The truth is that we don’t know if it will do any of the things they say it will at all. If they had said, “We hope this will work…or, it appears to us that it will work….” Anything but the definitive will word would have been more acceptable.
2. Lacking Legitimate Research
Along with this are the cheery faux research papers that have been circulated about how Common Core are the best standards ever. These papers are everywhere, even in college libraries (I guess they get CC funding too). If you scan data bases, you will find papers looking like real research claiming that Common Core is grrrreat!
This lack of real research, in the case of Common Core, could also hurt them. When research is missing, parents and teachers rely on what they see in the classroom…like all the problems with serious mistakes having to do with math.
Wordiness
The other serious mistake with Common Core marketing is that the program itself is wordy. I have a post on Weird Reform Education Words. Some words are fine but you can overdo it.
For years public schooling has been the butt of jokes for many confusing acronyms and definitions. Parents and teachers want to understand but they love simplicity.
Common Core creators seem to add words to look smarter than we mere mortals. But we mortals need to buy into their program.
Here are words you may or may not understand, but which I think are confusing:
- scaffolding
- i3
- rating rubics
- text dependent questions
- domain specific
- low frequency
- high utility
- temporal design
- universal design
- anchor standards
- procedural fluency
- tiered vocabulary
Common Core is Not Really Anything New
I am always surprised how what Common Core peddles as new isn’t new at all.
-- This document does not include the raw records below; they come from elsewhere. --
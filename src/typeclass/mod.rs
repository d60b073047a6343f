//! Type class instances for [`Expected`](crate::Expected).
//!
//! The inherent combinators on `Expected` cover everyday use. The traits in
//! this module expose the same operations through the usual functional
//! abstractions so that the algebraic laws can be stated (and checked)
//! generically:
//!
//! - [`Functor`]: mapping over the success value
//! - [`Applicative`]: lifting values and combining independent computations
//! - [`Monad`]: sequencing dependent computations
//! - [`MonadError`]: throwing failures and recovering from them
//! - [`Bifunctor`]: mapping over the failure and success sides together
//! - [`Foldable`]: treating a `Success` as one element and a `Failure` as none
//!
//! ## Higher-Kinded Types Emulation
//!
//! Rust has no higher-kinded types, so [`TypeConstructor`] uses a generic
//! associated type to name "the same constructor applied to another type".
//! For `Expected<T, E>` that is `Expected<B, E>`: the failure type is fixed
//! and only the success type varies.
//!
//! # Examples
//!
//! ```rust
//! use expected::Expected;
//! use expected::typeclass::{Applicative, Functor, Monad};
//!
//! let width: Expected<u32, String> = Expected::Success(3);
//! let height: Expected<u32, String> = Expected::Success(4);
//!
//! let area = width.map2(height, |w, h| w * h);
//! assert_eq!(area, Expected::Success(12));
//!
//! let labelled = area.fmap(|a| format!("{a} m2"));
//! assert_eq!(labelled, Expected::Success("12 m2".to_string()));
//!
//! let checked = Expected::<u32, String>::Success(0)
//!     .flat_map(|a| if a == 0 { Expected::Failure("empty".to_string()) } else { Expected::Success(a) });
//! assert_eq!(checked, Expected::Failure("empty".to_string()));
//! ```

mod applicative;
mod bifunctor;
mod foldable;
mod functor;
mod higher;
mod monad;
mod monad_error;

pub use applicative::Applicative;
pub use bifunctor::Bifunctor;
pub use foldable::Foldable;
pub use functor::Functor;
pub use higher::TypeConstructor;
pub use monad::Monad;
pub use monad_error::MonadError;
//! Account book: installments as debits, payments as credits, in date order.

use chrono::NaiveDate;
use serde::Serialize;

#[derive(Clone, Copy, Debug, PartialEq, Eq, Serialize)]
#[serde(rename_all = "snake_case")]
pub enum EntryKind {
    Debit,
    Credit,
}

#[derive(Clone, Debug, PartialEq, Serialize)]
pub struct LedgerEntry {
    pub date: NaiveDate,
    pub kind: EntryKind,
    pub description: String,
    pub debit: i64,
    pub credit: i64,
    /// Debits minus credits up to and including this entry.
    pub balance: i64,
}

#[derive(Clone, Debug, PartialEq, Serialize)]
pub struct AccountBook {
    pub entries: Vec<LedgerEntry>,
    pub total_debit: i64,
    pub total_credit: i64,
    pub balance: i64,
}

/// Sort entries by date (debits before credits on the same day, then input
/// order) and fill in the running balance.
pub fn build(mut entries: Vec<LedgerEntry>) -> AccountBook {
    entries.sort_by_key(|e| (e.date, e.kind == EntryKind::Credit));
    let mut balance = 0i64;
    let (mut total_debit, mut total_credit) = (0i64, 0i64);
    for e in &mut entries {
        total_debit += e.debit;
        total_credit += e.credit;
        balance += e.debit - e.credit;
        e.balance = balance;
    }
    AccountBook { entries, total_debit, total_credit, balance }
}

pub fn debit(date: NaiveDate, description: String, amount: i64) -> LedgerEntry {
    LedgerEntry { date, kind: EntryKind::Debit, description, debit: amount, credit: 0, balance: 0 }
}

pub fn credit(date: NaiveDate, description: String, amount: i64) -> LedgerEntry {
    LedgerEntry { date, kind: EntryKind::Credit, description, debit: 0, credit: amount, balance: 0 }
}

#[cfg(test)]
mod tests {
    use super::*;

    fn d(m: u32, day: u32) -> NaiveDate {
        NaiveDate::from_ymd_opt(2024, m, day).unwrap()
    }

    #[test]
    fn running_balance_in_date_order() {
        let book = build(vec![
            debit(d(2, 1), "Installment 2".into(), 1000),
            credit(d(1, 15), "Payment".into(), 600),
            debit(d(1, 1), "Installment 1".into(), 1000),
            credit(d(2, 1), "Payment".into(), 1400),
        ]);
        let balances: Vec<_> = book.entries.iter().map(|e| e.balance).collect();
        assert_eq!(balances, [1000, 400, 1400, 0]);
        assert_eq!(book.entries[2].kind, EntryKind::Debit);
        assert_eq!((book.total_debit, book.total_credit, book.balance), (2000, 2000, 0));
    }

    #[test]
    fn empty_book() {
        let book = build(Vec::new());
        assert!(book.entries.is_empty());
        assert_eq!(book.balance, 0);
    }
}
For example, I just read how teachers will now use Common Core Semantic Mapping with their students. And this morning on CBS I watched a teacher teaching statistics to a very homogenous class of children (not the diverse kind we hear about).
Is this new? Raise your hand English teachers. How many of you never knew about mapping words as a writing exercise? How many math teachers haven’t taught some statistics to their classes?
They may have re-wrapped the present, but it looks to me like Common Core is heavily into re-gifting.
All of these marketing errors will ultimately come to light if they haven’t already.